Up to and including the line with "to free-text search.", return every line from the start of the entries below exactly.

● **RECORDS PROVIDED**:
┌──

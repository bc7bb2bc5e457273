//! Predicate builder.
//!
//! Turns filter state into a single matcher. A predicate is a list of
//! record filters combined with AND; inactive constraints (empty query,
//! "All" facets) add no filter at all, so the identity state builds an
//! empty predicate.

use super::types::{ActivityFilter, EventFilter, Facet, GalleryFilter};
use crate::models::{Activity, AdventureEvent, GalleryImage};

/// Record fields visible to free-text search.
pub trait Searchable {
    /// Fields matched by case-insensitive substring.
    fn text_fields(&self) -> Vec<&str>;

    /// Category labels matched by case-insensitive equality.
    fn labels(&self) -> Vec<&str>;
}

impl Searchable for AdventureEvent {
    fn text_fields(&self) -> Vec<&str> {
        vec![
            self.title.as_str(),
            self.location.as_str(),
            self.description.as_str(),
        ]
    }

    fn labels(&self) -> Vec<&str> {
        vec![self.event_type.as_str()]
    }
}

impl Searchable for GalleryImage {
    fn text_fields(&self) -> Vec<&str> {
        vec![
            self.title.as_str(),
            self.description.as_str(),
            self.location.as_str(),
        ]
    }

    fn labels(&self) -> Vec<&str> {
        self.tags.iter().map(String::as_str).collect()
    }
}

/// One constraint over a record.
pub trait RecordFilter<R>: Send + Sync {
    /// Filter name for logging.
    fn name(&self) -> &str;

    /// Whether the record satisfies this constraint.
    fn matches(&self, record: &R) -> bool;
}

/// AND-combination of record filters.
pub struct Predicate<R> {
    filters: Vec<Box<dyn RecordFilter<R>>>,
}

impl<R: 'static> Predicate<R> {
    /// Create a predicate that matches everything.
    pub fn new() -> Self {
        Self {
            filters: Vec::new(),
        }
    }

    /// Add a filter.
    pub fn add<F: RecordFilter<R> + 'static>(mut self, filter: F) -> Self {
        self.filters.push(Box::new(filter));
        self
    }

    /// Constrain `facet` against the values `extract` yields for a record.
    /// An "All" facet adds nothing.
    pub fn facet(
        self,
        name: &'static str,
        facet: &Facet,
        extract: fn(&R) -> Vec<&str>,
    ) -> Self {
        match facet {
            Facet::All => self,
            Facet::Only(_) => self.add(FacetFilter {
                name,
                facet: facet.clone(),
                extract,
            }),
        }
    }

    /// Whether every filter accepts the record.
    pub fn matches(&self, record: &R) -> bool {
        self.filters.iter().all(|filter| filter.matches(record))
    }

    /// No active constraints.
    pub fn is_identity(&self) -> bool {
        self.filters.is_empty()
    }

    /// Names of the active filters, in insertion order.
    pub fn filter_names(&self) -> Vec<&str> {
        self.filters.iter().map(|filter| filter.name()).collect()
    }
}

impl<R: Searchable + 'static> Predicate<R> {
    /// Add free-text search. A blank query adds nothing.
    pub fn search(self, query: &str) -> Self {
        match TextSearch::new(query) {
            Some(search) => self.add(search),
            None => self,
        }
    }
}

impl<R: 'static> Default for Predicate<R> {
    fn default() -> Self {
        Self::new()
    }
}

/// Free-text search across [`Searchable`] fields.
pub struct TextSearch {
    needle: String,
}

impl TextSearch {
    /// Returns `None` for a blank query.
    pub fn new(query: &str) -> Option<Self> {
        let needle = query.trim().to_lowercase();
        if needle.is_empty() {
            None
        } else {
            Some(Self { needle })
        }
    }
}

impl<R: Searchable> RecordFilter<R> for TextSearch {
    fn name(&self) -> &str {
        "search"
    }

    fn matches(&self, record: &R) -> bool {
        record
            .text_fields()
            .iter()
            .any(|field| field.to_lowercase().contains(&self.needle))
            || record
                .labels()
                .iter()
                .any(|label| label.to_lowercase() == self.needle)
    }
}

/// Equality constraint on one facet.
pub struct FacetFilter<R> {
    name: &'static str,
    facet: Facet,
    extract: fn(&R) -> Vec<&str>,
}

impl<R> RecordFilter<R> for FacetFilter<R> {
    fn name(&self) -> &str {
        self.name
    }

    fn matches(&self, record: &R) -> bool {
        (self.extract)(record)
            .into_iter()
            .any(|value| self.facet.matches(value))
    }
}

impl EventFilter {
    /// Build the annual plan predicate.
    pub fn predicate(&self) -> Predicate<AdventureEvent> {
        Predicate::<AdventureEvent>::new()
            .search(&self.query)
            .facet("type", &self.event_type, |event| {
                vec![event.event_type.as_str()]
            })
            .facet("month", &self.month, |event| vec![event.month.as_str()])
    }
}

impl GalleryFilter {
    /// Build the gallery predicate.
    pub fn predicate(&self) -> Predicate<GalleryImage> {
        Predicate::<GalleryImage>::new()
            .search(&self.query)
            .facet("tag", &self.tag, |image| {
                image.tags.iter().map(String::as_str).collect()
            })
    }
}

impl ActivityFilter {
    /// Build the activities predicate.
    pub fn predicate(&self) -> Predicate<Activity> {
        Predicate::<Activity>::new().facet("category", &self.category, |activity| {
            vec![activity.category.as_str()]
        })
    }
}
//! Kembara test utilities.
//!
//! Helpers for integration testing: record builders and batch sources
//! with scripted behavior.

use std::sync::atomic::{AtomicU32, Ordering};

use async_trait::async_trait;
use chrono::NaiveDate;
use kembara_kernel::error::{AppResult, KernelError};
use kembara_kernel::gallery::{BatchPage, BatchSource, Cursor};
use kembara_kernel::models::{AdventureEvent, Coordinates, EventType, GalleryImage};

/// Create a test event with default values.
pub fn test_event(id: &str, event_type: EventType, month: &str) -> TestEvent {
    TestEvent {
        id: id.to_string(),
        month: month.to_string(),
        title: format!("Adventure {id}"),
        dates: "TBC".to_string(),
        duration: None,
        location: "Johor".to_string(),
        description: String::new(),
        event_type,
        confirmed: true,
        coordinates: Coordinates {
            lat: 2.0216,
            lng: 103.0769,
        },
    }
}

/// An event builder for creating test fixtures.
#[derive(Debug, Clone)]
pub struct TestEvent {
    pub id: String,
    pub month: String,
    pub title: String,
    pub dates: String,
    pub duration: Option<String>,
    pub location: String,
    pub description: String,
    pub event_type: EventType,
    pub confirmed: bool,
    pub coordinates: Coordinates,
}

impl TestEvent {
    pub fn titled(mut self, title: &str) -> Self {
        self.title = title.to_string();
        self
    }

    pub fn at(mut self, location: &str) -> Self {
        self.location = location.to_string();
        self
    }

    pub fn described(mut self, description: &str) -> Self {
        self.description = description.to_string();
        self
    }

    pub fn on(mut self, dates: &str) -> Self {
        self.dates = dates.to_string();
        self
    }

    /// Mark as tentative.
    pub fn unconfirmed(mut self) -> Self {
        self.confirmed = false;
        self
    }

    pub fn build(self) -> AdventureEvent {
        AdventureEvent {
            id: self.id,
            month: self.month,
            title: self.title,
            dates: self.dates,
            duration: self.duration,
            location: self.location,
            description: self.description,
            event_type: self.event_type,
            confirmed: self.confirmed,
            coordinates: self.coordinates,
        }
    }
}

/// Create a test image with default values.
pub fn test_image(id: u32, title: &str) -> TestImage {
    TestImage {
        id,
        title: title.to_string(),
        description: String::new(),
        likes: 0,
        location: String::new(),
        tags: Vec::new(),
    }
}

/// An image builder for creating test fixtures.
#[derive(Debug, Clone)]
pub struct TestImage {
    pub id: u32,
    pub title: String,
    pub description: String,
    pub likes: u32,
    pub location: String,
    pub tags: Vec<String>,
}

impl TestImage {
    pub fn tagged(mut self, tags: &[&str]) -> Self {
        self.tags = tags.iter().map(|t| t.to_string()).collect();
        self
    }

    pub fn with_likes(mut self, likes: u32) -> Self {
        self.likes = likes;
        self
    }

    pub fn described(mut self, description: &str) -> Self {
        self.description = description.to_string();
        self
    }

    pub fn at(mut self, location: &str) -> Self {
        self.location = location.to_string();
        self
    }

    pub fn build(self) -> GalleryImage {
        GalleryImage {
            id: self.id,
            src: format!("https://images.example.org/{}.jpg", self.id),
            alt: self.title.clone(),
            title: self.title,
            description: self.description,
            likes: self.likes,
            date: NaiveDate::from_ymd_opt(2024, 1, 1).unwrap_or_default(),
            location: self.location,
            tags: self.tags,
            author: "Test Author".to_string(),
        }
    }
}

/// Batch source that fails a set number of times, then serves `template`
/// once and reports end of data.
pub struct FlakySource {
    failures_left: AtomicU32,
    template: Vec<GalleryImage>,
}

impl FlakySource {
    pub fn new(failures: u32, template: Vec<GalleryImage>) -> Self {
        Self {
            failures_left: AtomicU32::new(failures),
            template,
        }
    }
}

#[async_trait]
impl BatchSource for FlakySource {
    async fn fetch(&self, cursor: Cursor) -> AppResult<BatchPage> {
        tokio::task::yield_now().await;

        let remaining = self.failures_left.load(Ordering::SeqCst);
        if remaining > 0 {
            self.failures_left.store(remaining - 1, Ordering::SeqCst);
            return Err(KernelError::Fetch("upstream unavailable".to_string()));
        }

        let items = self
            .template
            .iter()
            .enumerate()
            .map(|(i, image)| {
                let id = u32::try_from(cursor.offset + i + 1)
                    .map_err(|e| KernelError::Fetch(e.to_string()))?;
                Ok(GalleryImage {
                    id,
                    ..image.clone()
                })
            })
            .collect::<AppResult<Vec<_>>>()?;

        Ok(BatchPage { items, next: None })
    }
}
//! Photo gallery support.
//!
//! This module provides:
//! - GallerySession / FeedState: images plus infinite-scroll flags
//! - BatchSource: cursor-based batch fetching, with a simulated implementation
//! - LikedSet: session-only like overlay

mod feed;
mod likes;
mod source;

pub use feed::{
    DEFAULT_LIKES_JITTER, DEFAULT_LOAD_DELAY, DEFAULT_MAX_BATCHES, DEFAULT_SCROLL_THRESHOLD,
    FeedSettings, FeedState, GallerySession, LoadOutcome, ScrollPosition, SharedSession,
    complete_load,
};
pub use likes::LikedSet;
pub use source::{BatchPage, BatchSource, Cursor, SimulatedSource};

└──

● **RESPONSE TO THE EXERCISE**:
repository bc7bb2bc5e457273
//! Predicate builder.
//!
//! Turns filter state into a single matcher. A predicate is a list of
//! record filters combined with AND; inactive constraints (empty query,
//! "All" facets) add no filter at all, so the identity state builds an
//! empty predicate.

use super::types::{ActivityFilter, EventFilter, Facet, GalleryFilter};
use crate::models::{Activity, AdventureEvent, GalleryImage};

/// Record fields visible to free-text search.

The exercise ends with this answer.